[Record set Boundary: Start]
fn verdict(passed: bool, color: bool) -> String {
    match (passed, color) {
        (true, true) => "✅ PASS".green().bold().to_string(),
        (false, true) => "❌ FAIL".red().bold().to_string(),
        (true, false) => "PASS".to_string(),
        (false, false) => "FAIL".to_string(),
    }
}

/// Step timings found in a migration log.
#[derive(Debug, Clone, PartialEq, Serialize, Deserialize)]
pub struct StepTimingReport {
    /// Log file that was parsed
    pub log_file: PathBuf,

    /// Steps in order of first appearance
    pub steps: Vec<StepDuration>,

    /// Expected keywords absent from the log
    pub missing_keywords: Vec<String>,
}

impl StepTimingReport {
    /// Renders the report in the requested format.
    ///
    /// # Errors
    ///
    /// Returns an error if JSON serialization fails.
    pub fn render(&self, format: OutputFormat) -> anyhow::Result<String> {
        let color = match format {
            OutputFormat::Json => return formatters::json::format(self),
            OutputFormat::Text => false,
            OutputFormat::Pretty => true,
        };

        let mut out = format!(
            "Steps logged: {}\nLog file: {}\n",
            self.steps.len(),
            self.log_file.display()
        );
        let mark = if color {
            "✅".green().to_string()
        } else {
            "-".to_string()
        };
        for step in &self.steps {
            out.push_str(&format!("  {mark} {}: {:.2}s\n", step.description, step.seconds));
        }

        if !self.missing_keywords.is_empty() {
            let heading = "WARNING: Some expected step keywords not found in log:";
            if color {
                out.push_str(&format!("{}\n", heading.yellow()));
            } else {
                out.push_str(&format!("{heading}\n"));
            }
            for keyword in &self.missing_keywords {
                out.push_str(&format!("  - {keyword}\n"));
            }
        }

        Ok(out)
    }
}

#[cfg(test)]
mod tests {
    use super::*;

    fn step(description: &str, seconds: f64) -> StepDuration {
        StepDuration {
            description: description.to_string(),
            seconds,
        }
    }

    fn sample(total: f64) -> PerformanceReport {
        PerformanceReport::build(
            total,
            300.0,
            vec![
                step("Step 1/3: Checking prerequisites", 0.5),
                step("Step 2/3: Adding column", 30.0),
                step("Step 3/3: Creating index", 10.0),
            ],
            100,
            10_000,
            Some("002 (head)".to_string()),
        )
    }

    #[test]
    fn test_steps_sorted_slowest_first() {
        let report = sample(50.0);
        let order: Vec<_> = report
            .step_durations
            .iter()
            .map(|s| s.description.as_str())
            .collect();
        assert_eq!(
            order,
            vec![
                "Step 2/3: Adding column",
                "Step 3/3: Creating index",
                "Step 1/3: Checking prerequisites",
            ]
        );
    }

    #[test]
    fn test_requirement_is_strict() {
        assert!(sample(299.99).meets_requirement);
        assert!(!sample(300.0).meets_requirement);
        assert!(!sample(450.0).meets_requirement);
    }

    #[test]
    fn test_margin_and_percentage() {
        let report = sample(50.0);
        assert!((report.margin_seconds() - 250.0).abs() < 1e-9);
        assert!((report.step_percentage(&step("x", 25.0)) - 50.0).abs() < 1e-9);
    }

    #[test]
    fn test_percentage_zero_total() {
        let report = sample(0.0);
        assert!(report.step_percentage(&step("x", 1.0)).abs() < f64::EPSILON);
    }

    #[test]
    fn test_text_render_contents() {
        let text = sample(42.0).render(OutputFormat::Text).unwrap();

        assert!(text.contains("PERFORMANCE REPORT"));
        assert!(text.contains("Total Duration:       42.00s"));
        assert!(text.contains("Performance Target:   PASS"));
        assert!(text.contains("Margin:               258.00s"));
        assert!(text.contains("Repositories:       100"));
        assert!(text.contains("Code chunks:        10,000"));
        assert!(text.contains("Step 2/3: Adding column: 30.00s (71.4%)"));
        assert!(text.contains("Current Revision:     002 (head)"));
    }

    #[test]
    fn test_text_render_failure() {
        let text = sample(301.0).render(OutputFormat::Text).unwrap();
        assert!(text.contains("Performance Target:   FAIL"));
        assert!(text.contains("Margin:               -1.00s"));
    }

    #[test]
    fn test_json_render_roundtrip() {
        let report = sample(42.0);
        let json = report.render(OutputFormat::Json).unwrap();
        let parsed: PerformanceReport = serde_json::from_str(&json).unwrap();
        assert_eq!(parsed, report);
    }

    #[test]
    fn test_violation_message() {
        let message = sample(312.346).violation_message();
        assert_eq!(
            message,
            "Migration duration 312.35s exceeds target of 300s (FR-031 violation)"
        );
    }

    #[test]
    fn test_step_timing_text_render() {
        let report = StepTimingReport {
            log_file: PathBuf::from("/tmp/migration.log"),
            steps: vec![step("Step 1/2: Drop tables", 1.5)],
            missing_keywords: vec!["index".to_string()],
        };

        let text = report.render(OutputFormat::Text).unwrap();
        assert!(text.contains("Steps logged: 1"));
        assert!(text.contains("Log file: /tmp/migration.log"));
        assert!(text.contains("  - Step 1/2: Drop tables: 1.50s"));
        assert!(text.contains("keywords not found"));
        assert!(text.contains("  - index"));
    }

    #[test]
    fn test_text_render_ends_with_rule() {
        let text = sample(42.0).render(OutputFormat::Text).unwrap();
        let last = text.lines().last().unwrap();
        assert_eq!(last, "=".repeat(RULE_WIDTH));
        assert!(text.ends_with('\n'));
    }

    fn rollback(duration: f64, after_chunks: u64) -> RollbackReport {
        RollbackReport::build(duration, 30.0, (100, 10_000), (100, after_chunks), "005".to_string())
    }

    #[test]
    fn test_rollback_requirement_is_strict() {
        assert!(rollback(29.99, 10_000).meets_requirement);
        assert!(!rollback(30.0, 10_000).meets_requirement);
    }

    #[test]
    fn test_rollback_violation_message() {
        assert_eq!(
            rollback(31.456, 10_000).violation_message(),
            "Rollback took 31.46s (target: <30s)"
        );
    }

    #[test]
    fn test_rollback_text_render() {
        let text = rollback(1.5, 9_000).render(OutputFormat::Text).unwrap();

        assert!(text.contains("ROLLBACK REPORT"));
        assert!(text.contains("Rollback Duration:    1.50s"));
        assert!(text.contains("Target:               < 30s"));
        assert!(text.contains("Performance Target:   PASS"));
        assert!(text.contains("Current Revision:     005"));
        assert!(text.contains("  Repositories:       100 -> 100"));
        assert!(text.contains("  Code chunks:        10,000 -> 9,000"));
    }

    #[test]
    fn test_rollback_json_render() {
        let json = rollback(1.5, 10_000).render(OutputFormat::Json).unwrap();
        let value: serde_json::Value = serde_json::from_str(&json).unwrap();
        assert_eq!(value["repositories_before"], 100);
        assert_eq!(value["current_revision"], "005");
        assert_eq!(value["meets_requirement"], true);
    }

    #[test]
    fn test_step_timing_no_warning_when_complete() {
        let report = StepTimingReport {
            log_file: PathBuf::from("/tmp/migration.log"),
            steps: Vec::new(),
            missing_keywords: Vec::new(),
        };

        let text = report.render(OutputFormat::Text).unwrap();
        assert!(text.contains("Steps logged: 0"));
        assert!(!text.contains("WARNING"));

        let json = report.render(OutputFormat::Json).unwrap();
        assert!(json.contains("\"missing_keywords\": []"));
    }
}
[Record set Boundary: End]
## [Aim of the task]
Review the entries above and return every line where "false" appears.

## [Written answer]
        (false, true) => "❌ FAIL".red().bold().to_string(),
        (true, false) => "PASS".to_string(),
        (false, false) => "FAIL".to_string(),
            OutputFormat::Text => false,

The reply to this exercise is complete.